Further, once these are recognized, the fantastic quantities of mycelial fiber and surface area of the fungus in a limited amount of soil around even one plant, the importance of mycorrhiza in symbiosis with higher plants comes clear.

Some hint at this complexity can be found in the scientific literature…in A Quantitative Study of the Roots and Roots Hairs of Winter Rye Plants (American Journal of Botany in 1937 and 1938), H. Dittmer reported on a single rye plant. He found a root length of 377 miles. Fully 80% or 275 miles of these roots were feeders. The root hairs on that single plant numbered 14.5 billion, having a fibrous length of 6,214 miles. The surface area alone was calculated at more than a tenth of an acre. Combined, the roots and roots hairs had a length of 6,990 miles with a combined surface area of 63,784 square feet – close to 1.5 acres. And this was just one plant.

It is true, winter rye has a massive root system and very fine root hairs. And it may be that Dittmer had a very robust plant on his hands. But the point is that all plants have fantastic figures involved when these measurements are taken. In a single acre of winter rye or meadow grass, the area of roots and root hairs may exceed 30,000 acres. At least one-third of this is covered by a net of fungus mycelium, and this provides additional area for soil contact.

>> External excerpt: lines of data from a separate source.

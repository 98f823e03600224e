// Sequent - 16-bit Control Engine Simulator
// Copyright (C) 2026 Andrii Shylenko
//
// This software is released under the MIT License.
// See the LICENSE file in the project root for full license information.

use crate::{SimResult, SimulationError};
use serde::{Deserialize, Serialize};

#[derive(Debug, Clone, Serialize, Deserialize)]
pub struct Segment {
    pub start_addr: u64,
    pub data: Vec<u8>,
}

/// Raw memory contents to place before reset.
#[derive(Debug, Clone, Default, Serialize, Deserialize)]
pub struct ProgramImage {
    pub segments: Vec<Segment>,
}

impl ProgramImage {
    pub fn new() -> Self {
        Self::default()
    }

    /// Flat binary placed at `load_addr`.
    pub fn from_binary(load_addr: u64, data: Vec<u8>) -> Self {
        let mut image = Self::new();
        image.add_segment(load_addr, data);
        image
    }

    /// Little-endian words placed at `load_addr`.
    pub fn from_words(load_addr: u64, words: &[u16]) -> Self {
        let data = words.iter().flat_map(|w| w.to_le_bytes()).collect();
        Self::from_binary(load_addr, data)
    }

    pub fn add_segment(&mut self, start_addr: u64, data: Vec<u8>) {
        self.segments.push(Segment { start_addr, data });
    }

    pub fn add_word(&mut self, addr: u64, value: u16) {
        self.add_segment(addr, value.to_le_bytes().to_vec());
    }

    pub fn len(&self) -> usize {
        self.segments.iter().map(|s| s.data.len()).sum()
    }

    pub fn is_empty(&self) -> bool {
        self.len() == 0
    }
}

/// A simple flat memory storage
#[derive(Debug, Clone)]
pub struct LinearMemory {
    pub data: Vec<u8>,
    pub base_addr: u64,
}

impl LinearMemory {
    pub fn new(size: usize, base_addr: u64) -> Self {
        Self {
            data: vec![0; size],
            base_addr,
        }
    }

    pub fn read_u8(&self, addr: u64) -> Option<u8> {
        if addr >= self.base_addr && addr < self.base_addr + self.data.len() as u64 {
            Some(self.data[(addr - self.base_addr) as usize])
        } else {
            None
        }
    }

    pub fn write_u8(&mut self, addr: u64, value: u8) -> bool {
        if addr >= self.base_addr && addr < self.base_addr + self.data.len() as u64 {
            self.data[(addr - self.base_addr) as usize] = value;
            true
        } else {
            false
        }
    }

    /// Word read; address bit 0 is ignored.
    pub fn read_word(&self, addr: u16) -> SimResult<u16> {
        let aligned = (addr & !1) as u64;
        let lo = self
            .read_u8(aligned)
            .ok_or(SimulationError::MemoryViolation(aligned))?;
        let hi = self
            .read_u8(aligned + 1)
            .ok_or(SimulationError::MemoryViolation(aligned + 1))?;
        Ok(u16::from_le_bytes([lo, hi]))
    }

    pub fn write_word(&mut self, addr: u16, value: u16) -> SimResult<()> {
        let aligned = (addr & !1) as u64;
        let [lo, hi] = value.to_le_bytes();
        if !(self.write_u8(aligned, lo) && self.write_u8(aligned + 1, hi)) {
            return Err(SimulationError::MemoryViolation(aligned));
        }
        Ok(())
    }

    pub fn read_byte(&self, addr: u16) -> SimResult<u8> {
        self.read_u8(addr as u64)
            .ok_or(SimulationError::MemoryViolation(addr as u64))
    }

    pub fn write_byte(&mut self, addr: u16, value: u8) -> SimResult<()> {
        if self.write_u8(addr as u64, value) {
            Ok(())
        } else {
            Err(SimulationError::MemoryViolation(addr as u64))
        }
    }

    pub fn load_from_segment(&mut self, segment: &Segment) -> bool {
        let Some(end_addr) = segment.start_addr.checked_add(segment.data.len() as u64) else {
            return false;
        };
        let mem_end = self.base_addr + self.data.len() as u64;

        if segment.start_addr >= self.base_addr && end_addr <= mem_end {
            let offset = (segment.start_addr - self.base_addr) as usize;
            self.data[offset..offset + segment.data.len()].copy_from_slice(&segment.data);
            return true;
        }
        false
    }
}
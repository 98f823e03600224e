// Sequent - 16-bit Control Engine Simulator
// Copyright (C) 2026 Andrii Shylenko
//
// This software is released under the MIT License.
// See the LICENSE file in the project root for full license information.

use anyhow::{Context, Result};
use serde::{Deserialize, Serialize};
use std::path::Path;

/// Address space reachable by the 16-bit core.
pub const ADDRESS_SPACE: u64 = 0x1_0000;
pub const IRQ_LINES: u8 = 4;

/// Default schema version for YAML configs
fn default_schema_version() -> String {
    "1.0".to_string()
}

fn default_memory() -> MemoryRange {
    MemoryRange {
        base: 0,
        size: "64KiB".to_string(),
    }
}

fn default_boot_address() -> u16 {
    0xF000
}

fn default_vector_base() -> u16 {
    0xFFF8
}

fn default_load_address() -> u64 {
    0xF000
}

#[derive(Debug, Serialize, Deserialize, Clone)]
pub struct MemoryRange {
    pub base: u64,
    pub size: String, // e.g. "64KiB"
}

/// Drives one request line high at `assert_at` and, optionally, low again
/// at `release_at` (both in cycles since reset release).
#[derive(Debug, Serialize, Deserialize, Clone, PartialEq, Eq)]
#[serde(deny_unknown_fields)]
pub struct IrqStimulus {
    pub line: u8,
    pub assert_at: u64,
    #[serde(default)]
    pub release_at: Option<u64>,
}

#[derive(Debug, Serialize, Deserialize, Clone)]
pub struct SystemManifest {
    #[serde(default = "default_schema_version")]
    pub schema_version: String,
    pub name: String,
    #[serde(default = "default_memory")]
    pub memory: MemoryRange,
    #[serde(default = "default_boot_address")]
    pub boot_address: u16,
    #[serde(default = "default_vector_base")]
    pub vector_base: u16,
    /// Where a flat binary image is placed.
    #[serde(default = "default_load_address")]
    pub load_address: u64,
    #[serde(default)]
    pub irq_stimuli: Vec<IrqStimulus>,
}

impl Default for SystemManifest {
    fn default() -> Self {
        Self {
            schema_version: default_schema_version(),
            name: "default".to_string(),
            memory: default_memory(),
            boot_address: default_boot_address(),
            vector_base: default_vector_base(),
            load_address: default_load_address(),
            irq_stimuli: Vec::new(),
        }
    }
}

impl SystemManifest {
    pub fn from_file<P: AsRef<Path>>(path: P) -> Result<Self> {
        let f = std::fs::File::open(&path)
            .with_context(|| format!("Failed to open system manifest at {:?}", path.as_ref()))?;
        let manifest: Self =
            serde_yaml::from_reader(f).context("Failed to parse System Manifest")?;
        manifest.validate()?;
        Ok(manifest)
    }

    pub fn from_yaml(yaml: &str) -> Result<Self> {
        let manifest: Self = serde_yaml::from_str(yaml).context("Failed to parse System Manifest")?;
        manifest.validate()?;
        Ok(manifest)
    }

    /// Memory size in bytes.
    pub fn memory_size(&self) -> Result<u64> {
        parse_size(&self.memory.size)
            .with_context(|| format!("Invalid memory size '{}'", self.memory.size))
    }

    pub fn validate(&self) -> Result<()> {
        if self.schema_version != "1.0" {
            anyhow::bail!(
                "Unsupported schema_version '{}'. Supported versions: '1.0'",
                self.schema_version
            );
        }

        let size = self.memory_size()?;
        if size == 0 {
            anyhow::bail!("Memory size must be greater than zero");
        }
        let end = self
            .memory
            .base
            .checked_add(size)
            .filter(|end| *end <= ADDRESS_SPACE);
        if end.is_none() {
            anyhow::bail!(
                "Memory {:#x}+{:#x} exceeds the 16-bit address space",
                self.memory.base,
                size
            );
        }
        if self.load_address >= ADDRESS_SPACE {
            anyhow::bail!(
                "load_address {:#x} is outside the 16-bit address space",
                self.load_address
            );
        }
        if self.boot_address & 1 != 0 {
            anyhow::bail!("boot_address {:#06x} must be word aligned", self.boot_address);
        }
        if self.vector_base & 1 != 0 || self.vector_base > 0xFFF8 {
            anyhow::bail!(
                "vector_base {:#06x} must be word aligned with room for {} vectors",
                self.vector_base,
                IRQ_LINES
            );
        }

        for stimulus in &self.irq_stimuli {
            if stimulus.line >= IRQ_LINES {
                anyhow::bail!(
                    "Interrupt line {} out of range (0..{})",
                    stimulus.line,
                    IRQ_LINES
                );
            }
            if let Some(release) = stimulus.release_at {
                if release <= stimulus.assert_at {
                    anyhow::bail!(
                        "Line {} released at cycle {} before it is asserted at {}",
                        stimulus.line,
                        release,
                        stimulus.assert_at
                    );
                }
            }
        }
        Ok(())
    }
}

#[derive(Debug, Serialize, Deserialize, Clone)]
#[serde(deny_unknown_fields)]
pub struct TestInputs {
    pub image: String,
    pub system: Option<String>,
}

#[derive(Debug, Serialize, Deserialize, Clone)]
#[serde(deny_unknown_fields)]
pub struct TestLimits {
    pub max_cycles: u64,
    #[serde(default)]
    pub max_instructions: Option<u64>,
    /// Stop when the fetch address has not changed for this many cycles.
    #[serde(default)]
    pub no_progress_cycles: Option<u64>,
}

#[derive(Debug, Serialize, Deserialize, Clone, Copy, PartialEq, Eq)]
#[serde(rename_all = "snake_case")]
pub enum StopReason {
    /// Runner failed before simulation started (e.g. script parse/validation error).
    ConfigError,
    MaxCycles,
    MaxInstructions,
    NoProgress,
    Breakpoint,
    MemoryViolation,
}

#[derive(Debug, Serialize, Deserialize, Clone)]
#[serde(deny_unknown_fields)]
pub struct StopReasonAssertion {
    pub expected_stop_reason: StopReason,
}

#[derive(Debug, Serialize, Deserialize, Clone)]
#[serde(deny_unknown_fields)]
pub struct RegisterValueDetails {
    /// `PC`, `SP`, `SR` or `R0`..`R15`.
    pub register: String,
    pub expected_value: u16,
}

#[derive(Debug, Serialize, Deserialize, Clone)]
#[serde(deny_unknown_fields)]
pub struct RegisterValueAssertion {
    pub register_value: RegisterValueDetails,
}

#[derive(Debug, Serialize, Deserialize, Clone)]
#[serde(deny_unknown_fields)]
pub struct MemoryValueDetails {
    pub address: u16,
    pub expected_value: u16,
    #[serde(default)]
    pub mask: Option<u16>,
}

#[derive(Debug, Serialize, Deserialize, Clone)]
#[serde(deny_unknown_fields)]
pub struct MemoryValueAssertion {
    pub memory_value: MemoryValueDetails,
}

#[derive(Debug, Serialize, Deserialize, Clone)]
#[serde(untagged)]
pub enum TestAssertion {
    ExpectedStopReason(StopReasonAssertion),
    RegisterValue(RegisterValueAssertion),
    MemoryValue(MemoryValueAssertion),
}

#[derive(Debug, Serialize, Deserialize, Clone)]
#[serde(deny_unknown_fields)]
pub struct TestScript {
    pub schema_version: String,
    pub inputs: TestInputs,
    pub limits: TestLimits,
    #[serde(default)]
    pub assertions: Vec<TestAssertion>,
}

impl TestScript {
    pub fn from_file<P: AsRef<Path>>(path: P) -> Result<Self> {
        let f = std::fs::File::open(&path)
            .with_context(|| format!("Failed to open test script at {:?}", path.as_ref()))?;
        let script: Self =
            serde_yaml::from_reader(f).context("Failed to parse Test Script YAML")?;
        script.validate()?;
        Ok(script)
    }

    pub fn validate(&self) -> Result<()> {
        if self.schema_version != "1.0" {
            anyhow::bail!(
                "Unsupported schema_version '{}'. Supported versions: '1.0'",
                self.schema_version
            );
        }

        if self.inputs.image.trim().is_empty() {
            anyhow::bail!("Input 'image' path cannot be empty");
        }

        if self.limits.max_cycles == 0 {
            anyhow::bail!("Limit 'max_cycles' must be greater than zero");
        }
        if self.limits.max_instructions == Some(0) {
            anyhow::bail!("Limit 'max_instructions' must be greater than zero");
        }
        if self.limits.no_progress_cycles == Some(0) {
            anyhow::bail!("Limit 'no_progress_cycles' must be greater than zero");
        }

        for assertion in &self.assertions {
            if let TestAssertion::RegisterValue(a) = assertion {
                if parse_register(&a.register_value.register).is_none() {
                    anyhow::bail!("Unknown register '{}'", a.register_value.register);
                }
            }
        }

        Ok(())
    }
}

/// Register index for `PC`, `SP`, `SR`, `CG` or `R0`..`R15` (case-insensitive).
pub fn parse_register(name: &str) -> Option<u8> {
    let name = name.trim().to_ascii_uppercase();
    match name.as_str() {
        "PC" => Some(0),
        "SP" => Some(1),
        "SR" => Some(2),
        "CG" => Some(3),
        _ => name
            .strip_prefix('R')
            .and_then(|n| n.parse::<u8>().ok())
            .filter(|n| *n < 16),
    }
}

pub fn parse_size(size_str: &str) -> Result<u64> {
    use human_size::{Byte, Size, SpecificSize};
    let s: Size = size_str
        .parse()
        .map_err(|e| anyhow::anyhow!("Invalid size format: {}", e))?;
    let bytes: SpecificSize<Byte> = s.into();
    Ok(bytes.value() as u64)
}
// Sequent - 16-bit Control Engine Simulator
// Copyright (C) 2026 Andrii Shylenko
//
// This software is released under the MIT License.
// See the LICENSE file in the project root for full license information.

use serde::{Deserialize, Serialize};

#[derive(Serialize, Deserialize, Debug, Clone, PartialEq, Eq)]
pub struct MachineSnapshot {
    pub core: CoreSnapshot,
    pub arbiter: ArbiterSnapshot,
    pub datapath: DatapathSnapshot,
    #[serde(default)]
    pub reset_asserted: bool,
    pub total_cycles: u64,
    #[serde(default)]
    pub instructions: u64,
}

/// Registered control-unit state. `ctrl` is the packed control word.
#[derive(Serialize, Deserialize, Debug, Clone, PartialEq, Eq)]
pub struct CoreSnapshot {
    pub state: u8,
    pub ctrl: u32,
    pub imm: u16,
    pub ir: u16,
    pub mode: u8,
}

#[derive(Serialize, Deserialize, Debug, Clone, PartialEq, Eq)]
pub struct ArbiterSnapshot {
    pub pending: u8,
    pub start: bool,
    pub running: bool,
    pub vector: u8,
    /// Request line levels at snapshot time.
    pub lines: u8,
}

#[derive(Serialize, Deserialize, Debug, Clone, PartialEq, Eq)]
pub struct DatapathSnapshot {
    pub registers: Vec<u16>,
    pub op_a: u16,
    pub op_b: u16,
    pub mar: u16,
    pub read_data: u16,
}

impl MachineSnapshot {
    pub fn to_json(&self) -> serde_json::Result<String> {
        serde_json::to_string_pretty(self)
    }

    pub fn from_json(json: &str) -> serde_json::Result<Self> {
        serde_json::from_str(json)
    }
}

Mycorrhiza in association with root systems isn’t a one-way street. Let us refer to a scientific paper translated in 1961 from the Russian under the auspices of Israel. In Soil Microorganisms and Higher Plants, N.A. Krasilnikov put together the findings of some 20 investigators and served up some breath-taking data on exudates from plant roots. The Russians found growing roots to exude inorganic elements, sugars, many amino acids, a host of organic ones, vitamins, biotics, antibiotics and a number of organic compounds. A man named Denidenko was cited as having found a single corn plant which – during the vegetative period – exuded 436 milligrams of organic substances when the nutrient solution remained unchanged. When it was changed seven times during the growth period, 2.3 times more – or 1,136 milligrams – of organic substances were exuded. Fantastic. Certainly. But this has been known and ignored for a long time.

What does this mean? Apparently the root surfaces of higher plants are used by fungi as feeding ground. Are these fungi friend or foe?

Apparently Fusarium, Trichoderma, Gliocladium and Basidiomycetes are the important fungi in this fungus-plant symbiosis, the mycorrhiza complex. Moving from richer virgin soil, where fungus is ever-present in both species and number, to soils with less organic matter, fungus growth is greatly reduced in both amount and kind. The Basidiomycetes are the first to disappear. As conditions worsen, one group after another vanishes. Finally, when the corpse of a soil is all that is left, only an occasional Fusarium remains in evidence.

When the soil has been reduced to a barren waste, plant species of a weed nature take over...

Without a full complement of mycorrhiza, lowered quality and yield result. Lowered quality is the chief reason salt fertilizers are not entirely satisfactory. Still, inferior quality – lowered protein, less vitamins, poor mineral content – finds acceptance in the market simply because the naked eye can’t see the difference as long as bins and bushels remain. It is only when yields falter that the farmer recognizes the problem.

...the Fusarium genus can provide us with the key for much needed understanding. Fusarium oxysparum, for instance, is very versatile. Whenever investigators look for fungi, they invariably find Fusarium oxysparum or other groups of that genus – F. salani, F. rodeum, and so on. Generally this genus is a peaceful homesteader in the soil and a beneficial symbiont on plant roots. Yet when this fungus finds a root that is poorly nourished, a plant with low resistance, it quickly becomes pathogenic. If the farmer permits plant malnutrition to continue, pathogenic potential really comes into its own, and the fungus rates attention as an active parasite.

This is why the biochemistry of immunity is seated in fertility management, and not in...more lethal molecules of poisons to combat fungus attack. This is what William A. Albrecht was talking about when he charged that “We are exhausting the quality of our soils. As we do so the quality of our plants goes down.”